:: Directions ::
In the listing below, locate the lines that hold "derive" and copy them.

:: Available data ::
impl Config {
    pub fn ssh_config(&self) -> SshConfig {
        SshConfig {
            host: self.host.clone(),
            port: self.port,
            username: self.username.clone(),
            identity_path: self
                .identity_path
                .as_ref()
                .map(|path| path.to_string_lossy().into_owned()),
            password: self.password.clone(),
            known_hosts_path: self.known_hosts_path.clone(),
            keepalive_secs: self.keepalive_secs,
        }
    }

    pub fn run_settings(&self) -> RunSettings {
        let delay = Duration::from_secs(self.retry_delay_secs);
        RunSettings {
            artifact_path: self.artifact_path.clone(),
            remote_dir: self.remote_dir.clone(),
            output_dir: self.output_dir.clone(),
            sbatch_script: self.sbatch_script.clone(),
            submit_command: self.submit_command.clone(),
            status_command: self.status_command.clone(),
            upload_policy: RetryPolicy::new(self.upload_attempts, delay),
            submit_policy: RetryPolicy::new(self.submit_attempts, delay),
            fetch_policy: RetryPolicy::new(self.fetch_attempts, delay),
            poll: PollSettings {
                max_queries: self.max_queries,
                query_interval: Duration::from_secs(self.poll_interval_secs),
                pending_backoff: Duration::from_secs(self.pending_backoff_secs),
            },
            settle_delay: Duration::from_secs(self.settle_delay_secs),
        }
    }
}

#[derive(Debug, Clone, Copy, PartialEq, Eq)]
pub enum ConfigSource {
    Override,
    Env,
    ConfigFile,
    Default,
}

impl ConfigSource {
    pub fn as_str(self) -> &'static str {
        match self {
            ConfigSource::Override => "override",
            ConfigSource::Env => "env",
            ConfigSource::ConfigFile => "config",
            ConfigSource::Default => "default",
        }
    }
}

#[derive(Debug)]
pub struct ConfigValue<T> {
    pub value: T,
    pub source: ConfigSource,
}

:: Task output ::
#[derive(Debug, Clone, Copy, PartialEq, Eq)]
#[derive(Debug)]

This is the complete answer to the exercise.